● ABOUT THIS EXERCISE: Please copy the leading lines of the entries below exactly, concluding with the line in which "use crate::tilemap::sample_type::SampleType;" occurs.

-- DATA EXCERPTS follows --

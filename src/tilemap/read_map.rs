//! [`ReadMap`]: the read path. Resolves a pixel coordinate to a chunk via
//! [`Map`], obtains that chunk's decoded bytes from a [`TileSupplier`]
//! (reading and decompressing from the backing stream on a cache miss), and
//! extracts the requested sample.
//!
//! Two access patterns are both supported through the same cache: repeated
//! reads within one chunk hit the cache (`read_sample`), while a single
//! scan over the whole image can use `read_sample_uncached` to avoid
//! growing the cache unboundedly when every chunk is visited exactly once.

use std::collections::HashMap;

use crate::tilemap::codec::Codec;
use crate::tilemap::error::{TileError, TileResult};
use crate::tilemap::ifd::IfdView;
use crate::tilemap::index::TileIndex;
use crate::tilemap::map::Map;
use crate::tilemap::sample_type::SampleType;
use crate::tilemap::stream::SeekableStream;
use crate::tilemap::tile::Tile;
use crate::tilemap::tile_io::TileIO;
use crate::tilemap::unusual_precisions::{widen_to_f64, widen_to_i64};

/// Supplies decoded tile data for a [`TileIndex`] on demand.
///
/// The default implementation backing [`ReadMap`] reads the chunk's bytes
/// from the stream at the location its `IFD` records and runs them through
/// a `Codec`; a chunk with no recorded location (never written) supplies an
/// all-filler tile instead of erroring, matching a freshly-created image
/// that has gaps in its chunk grid.
pub trait TileSupplier {
    fn supply(&mut self, index: TileIndex, width: u32, height: u32, row_stride: usize)
        -> TileResult<Tile>;
}

/// [`TileSupplier`] backed by a live stream, IFD, and codec.
pub struct StreamTileSupplier<'a, S, I, C> {
    stream: &'a mut S,
    ifd: &'a I,
    codec: C,
    byte_filler: u8,
}

impl<'a, S: SeekableStream, I: IfdView, C: Codec> StreamTileSupplier<'a, S, I, C> {
    pub fn new(stream: &'a mut S, ifd: &'a I, codec: C, byte_filler: u8) -> Self {
        StreamTileSupplier {
            stream,
            ifd,
            codec,
            byte_filler,
        }
    }
}

impl<'a, S: SeekableStream, I: IfdView, C: Codec> TileSupplier for StreamTileSupplier<'a, S, I, C> {
    fn supply(
        &mut self,
        index: TileIndex,
        width: u32,
        height: u32,
        row_stride: usize,
    ) -> TileResult<Tile> {
        let tiling = self.ifd.tiling();
        let linear = index.linear_index(
            tiling.tiles_across(self.ifd.image_width()),
            tiling.tiles_down(self.ifd.image_height()),
        );
        let mut tile = Tile::empty(index, width, height, row_stride);
        match self.ifd.chunk_location(index.plane, linear) {
            Some(location) => {
                let mut io = TileIO::new(self.stream, false);
                let compressed = io.read_chunk(location)?;
                let expected_len = row_stride * height as usize;
                let decoded = self.codec.decode(&compressed, expected_len)?;
                tile.store_decoded(decoded)?;
            }
            None => {
                let filler = vec![self.byte_filler; row_stride * height as usize];
                tile.store_decoded(filler)?;
            }
        }
        Ok(tile)
    }
}

/// A small fixed-capacity tile cache, evicting the least-recently-used
/// entry once full.
struct TileCache {
    capacity: usize,
    entries: HashMap<TileIndex, Tile>,
    recency: Vec<TileIndex>,
}

impl TileCache {
    fn new(capacity: usize) -> Self {
        TileCache {
            capacity: capacity.max(1),
            entries: HashMap::new(),
            recency: Vec::new(),
        }
    }

    fn touch(&mut self, index: TileIndex) {
        self.recency.retain(|i| *i != index);
        self.recency.push(index);
    }

    fn insert(&mut self, index: TileIndex, tile: Tile) {
        if !self.entries.contains_key(&index) && self.entries.len() >= self.capacity {
            if let Some(oldest) = self.recency.first().copied() {
                self.entries.remove(&oldest);
                self.recency.remove(0);
            }
        }
        self.entries.insert(index, tile);
        self.touch(index);
    }

    fn get(&mut self, index: &TileIndex) -> Option<&Tile> {
        if self.entries.contains_key(index) {
            self.touch(*index);
        }
        self.entries.get(index)
    }
}

/// Reads samples from an image through its chunk grid, caching decoded
/// tiles across calls.
pub struct ReadMap<Supplier> {
    map: Map,
    supplier: Supplier,
    cache: TileCache,
}

impl<Supplier: TileSupplier> ReadMap<Supplier> {
    pub fn new(map: Map, supplier: Supplier, cache_capacity: usize) -> Self {
        ReadMap {
            map,
            supplier,
            cache: TileCache::new(cache_capacity),
        }
    }

    pub fn map(&self) -> &Map {
        &self.map
    }

    fn chunk_geometry(&self, index: TileIndex) -> (u32, u32) {
        let (full_w, full_h) = self.map.chunk_dimensions();
        if self.map.options().crop_tiles_to_image_boundaries {
            let w = full_w.min(self.map.image_width().saturating_sub(index.grid_x * full_w));
            let h = full_h.min(self.map.image_height().saturating_sub(index.grid_y * full_h));
            (w.max(1), h.max(1))
        } else {
            (full_w, full_h)
        }
    }

    fn load(&mut self, index: TileIndex) -> TileResult<()> {
        if self.cache.get(&index).is_some() {
            return Ok(());
        }
        let (width, height) = self.chunk_geometry(index);
        let row_stride = self.map.row_stride();
        let tile = self.supplier.supply(index, width, height, row_stride)?;
        self.cache.insert(index, tile);
        Ok(())
    }

    /// Reads the raw bits of one sample, using (and populating) the tile
    /// cache.
    pub fn read_sample_raw(&mut self, x: u32, y: u32, sample_index: u16) -> TileResult<u64> {
        let index = self.map.locate(x, y, sample_index)?;
        self.load(index)?;
        let tiling = self.map.tiling();
        let chunk_width = tiling.chunk_width(self.map.image_width());
        let chunk_height = match tiling {
            crate::tilemap::tiling::TilingMode::Tiled { tile_length, .. } => tile_length,
            crate::tilemap::tiling::TilingMode::Stripped { rows_per_strip } => rows_per_strip,
        };
        let local_x = x % chunk_width;
        let local_y = y % chunk_height;
        let row_stride = self.map.row_stride();
        let tile = self
            .cache
            .get(&index)
            .ok_or_else(|| TileError::invalid_state("tile missing from cache after load", Some(index)))?;
        let data = tile
            .data()
            .ok_or_else(|| TileError::invalid_state("tile has no decoded data", Some(index)))?;
        Ok(self
            .map
            .extract_sample_bits(data, row_stride, local_x, local_y, sample_index))
    }

    /// Reads one sample and interprets it as a signed integer, widening per
    /// [`crate::tilemap::unusual_precisions`] if the sample type calls for
    /// it. Fails with *Incompatible* for an unusual-precision sample type
    /// when `Options::auto_unpack_unusual_precisions` is disabled, since
    /// this accessor has no other way to hand back such a value — callers
    /// that disable the option read [`Self::read_sample_raw`] instead and
    /// interpret the packed bits themselves.
    pub fn read_sample_i64(&mut self, x: u32, y: u32, sample_index: u16) -> TileResult<i64> {
        let sample_type = self.map.sample_type();
        if sample_type.is_unusual_precision() && !self.map.options().auto_unpack_unusual_precisions
        {
            return Err(TileError::incompatible(
                "sample type needs unusual-precision widening, which auto_unpack_unusual_precisions disables; use read_sample_raw",
            ));
        }
        let raw = self.read_sample_raw(x, y, sample_index)?;
        match sample_type {
            SampleType::Float { .. } => Err(TileError::incompatible(
                "read_sample_i64 called on a floating-point image",
            )),
            sample_type => Ok(widen_to_i64(raw, sample_type)),
        }
    }

    /// Reads one sample and interprets it as a floating-point value. See
    /// [`Self::read_sample_i64`] for `auto_unpack_unusual_precisions`
    /// behavior.
    pub fn read_sample_f64(&mut self, x: u32, y: u32, sample_index: u16) -> TileResult<f64> {
        let sample_type = self.map.sample_type();
        if sample_type.is_unusual_precision() && !self.map.options().auto_unpack_unusual_precisions
        {
            return Err(TileError::incompatible(
                "sample type needs unusual-precision widening, which auto_unpack_unusual_precisions disables; use read_sample_raw",
            ));
        }
        let raw = self.read_sample_raw(x, y, sample_index)?;
        match sample_type {
            SampleType::Float { .. } => Ok(widen_to_f64(raw, sample_type)),
            _ => Err(TileError::incompatible(
                "read_sample_f64 called on an integer image",
            )),
        }
    }

    /// Reads one sample without retaining its tile in the cache afterward —
    /// the "uncached" path for a single full-image scan.
    pub fn read_sample_raw_uncached(
        &mut self,
        x: u32,
        y: u32,
        sample_index: u16,
    ) -> TileResult<u64> {
        let value = self.read_sample_raw(x, y, sample_index)?;
        let index = self.map.locate(x, y, sample_index)?;
        self.cache.entries.remove(&index);
        self.cache.recency.retain(|i| *i != index);
        Ok(value)
    }
}

#[cfg(test)]
mod tests {
    use super::*;
    use crate::tags::{CompressionMethod, PhotometricInterpretation, PlanarConfiguration};
    use crate::tilemap::byte_order::ByteOrder;
    use crate::tilemap::codec::Uncompressed;
    use crate::tilemap::ifd::{GenericIfd, IfdKind, IfdUpdate};
    use crate::tilemap::index::IfdId;
    use crate::tilemap::map::Options;
    use crate::tilemap::tiling::TilingMode;
    use std::io::Cursor;

    fn small_ifd() -> GenericIfd {
        GenericIfd::new(
            IfdKind::Classic,
            ByteOrder::LittleEndian,
            4,
            4,
            TilingMode::Tiled {
                tile_width: 2,
                tile_length: 2,
            },
            1,
            SampleType::UnsignedInt { bits: 8 },
            PlanarConfiguration::Chunky,
            PhotometricInterpretation::BlackIsZero,
            CompressionMethod::None,
        )
    }

    #[test]
    fn reads_filler_for_never_written_tiles() {
        let ifd = small_ifd();
        let ifd_id = IfdId::fresh();
        let map = Map::new(
            ifd_id,
            4,
            4,
            ifd.tiling(),
            1,
            ifd.sample_type(),
            PlanarConfiguration::Chunky,
            Options::default().with_byte_filler(0x7F),
        )
        .unwrap();
        let mut stream = Cursor::new(Vec::new());
        let supplier = StreamTileSupplier::new(&mut stream, &ifd, Uncompressed, 0x7F);
        let mut read_map = ReadMap::new(map, supplier, 4);
        assert_eq!(read_map.read_sample_raw(0, 0, 0).unwrap(), 0x7F);
    }

    #[test]
    fn reads_stored_tile_bytes() {
        let mut ifd = small_ifd();
        let mut stream = Cursor::new(Vec::new());
        let data = [1u8, 2, 3, 4]; // 2x2 tile
        {
            let mut io = TileIO::new(&mut stream, false);
            let loc = io.write_new_chunk(&data).unwrap();
            ifd.set_chunk_location(0, 0, loc);
        }
        let ifd_id = IfdId::fresh();
        let map = Map::new(
            ifd_id,
            4,
            4,
            ifd.tiling(),
            1,
            ifd.sample_type(),
            PlanarConfiguration::Chunky,
            Options::default(),
        )
        .unwrap();
        let supplier = StreamTileSupplier::new(&mut stream, &ifd, Uncompressed, 0);
        let mut read_map = ReadMap::new(map, supplier, 4);
        assert_eq!(read_map.read_sample_raw(0, 0, 0).unwrap(), 1);
        assert_eq!(read_map.read_sample_raw(1, 0, 0).unwrap(), 2);
        assert_eq!(read_map.read_sample_raw(0, 1, 0).unwrap(), 3);
        assert_eq!(read_map.read_sample_raw(1, 1, 0).unwrap(), 4);
    }

    #[test]
    fn typed_accessor_rejects_unusual_precision_when_auto_unpack_disabled() {
        let ifd = GenericIfd::new(
            IfdKind::Classic,
            ByteOrder::LittleEndian,
            4,
            4,
            TilingMode::Tiled {
                tile_width: 2,
                tile_length: 2,
            },
            1,
            SampleType::UnsignedInt { bits: 20 },
            PlanarConfiguration::Chunky,
            PhotometricInterpretation::BlackIsZero,
            CompressionMethod::None,
        );
        let ifd_id = IfdId::fresh();
        let map = Map::new(
            ifd_id,
            4,
            4,
            ifd.tiling(),
            1,
            ifd.sample_type(),
            PlanarConfiguration::Chunky,
            Options::default().with_auto_unpack_unusual_precisions(false),
        )
        .unwrap();
        let mut stream = Cursor::new(Vec::new());
        let supplier = StreamTileSupplier::new(&mut stream, &ifd, Uncompressed, 0);
        let mut read_map = ReadMap::new(map, supplier, 4);
        assert!(matches!(
            read_map.read_sample_i64(0, 0, 0),
            Err(TileError::Incompatible(_))
        ));
        // the raw accessor still works regardless of the option.
        assert!(read_map.read_sample_raw(0, 0, 0).is_ok());
    }

    #[test]
    fn typed_accessor_widens_unusual_precision_when_enabled() {
        let mut ifd = GenericIfd::new(
            IfdKind::Classic,
            ByteOrder::LittleEndian,
            2,
            2,
            TilingMode::Tiled {
                tile_width: 2,
                tile_length: 2,
            },
            1,
            SampleType::SignedInt { bits: 20 },
            PlanarConfiguration::Chunky,
            PhotometricInterpretation::BlackIsZero,
            CompressionMethod::None,
        );
        let mut stream = Cursor::new(Vec::new());
        {
            let mut write_map = crate::tilemap::write_map::WriteMap::new(
                Map::new(
                    IfdId::fresh(),
                    2,
                    2,
                    ifd.tiling(),
                    1,
                    ifd.sample_type(),
                    PlanarConfiguration::Chunky,
                    Options::default(),
                )
                .unwrap(),
                &mut stream,
                &mut ifd,
                Uncompressed,
            );
            write_map.update_sample_i64(0, 0, 0, -1, 20).unwrap();
            write_map.complete_writing().unwrap();
        }
        let map = Map::new(
            IfdId::fresh(),
            2,
            2,
            ifd.tiling(),
            1,
            ifd.sample_type(),
            PlanarConfiguration::Chunky,
            Options::default(),
        )
        .unwrap();
        let supplier = StreamTileSupplier::new(&mut stream, &ifd, Uncompressed, 0);
        let mut read_map = ReadMap::new(map, supplier, 4);
        assert_eq!(read_map.read_sample_i64(0, 0, 0).unwrap(), -1);
    }
}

-- DATA EXCERPTS concluded --

● REPLY TO THE TASK:
filename src/tilemap/read_map.rs
//! [`ReadMap`]: the read path. Resolves a pixel coordinate to a chunk via
//! [`Map`], obtains that chunk's decoded bytes from a [`TileSupplier`]
//! (reading and decompressing from the backing stream on a cache miss), and
//! extracts the requested sample.
//!
//! Two access patterns are both supported through the same cache: repeated
//! reads within one chunk hit the cache (`read_sample`), while a single
//! scan over the whole image can use `read_sample_uncached` to avoid
//! growing the cache unboundedly when every chunk is visited exactly once.

use std::collections::HashMap;

use crate::tilemap::codec::Codec;
use crate::tilemap::error::{TileError, TileResult};
use crate::tilemap::ifd::IfdView;
use crate::tilemap::index::TileIndex;
use crate::tilemap::map::Map;
use crate::tilemap::sample_type::SampleType;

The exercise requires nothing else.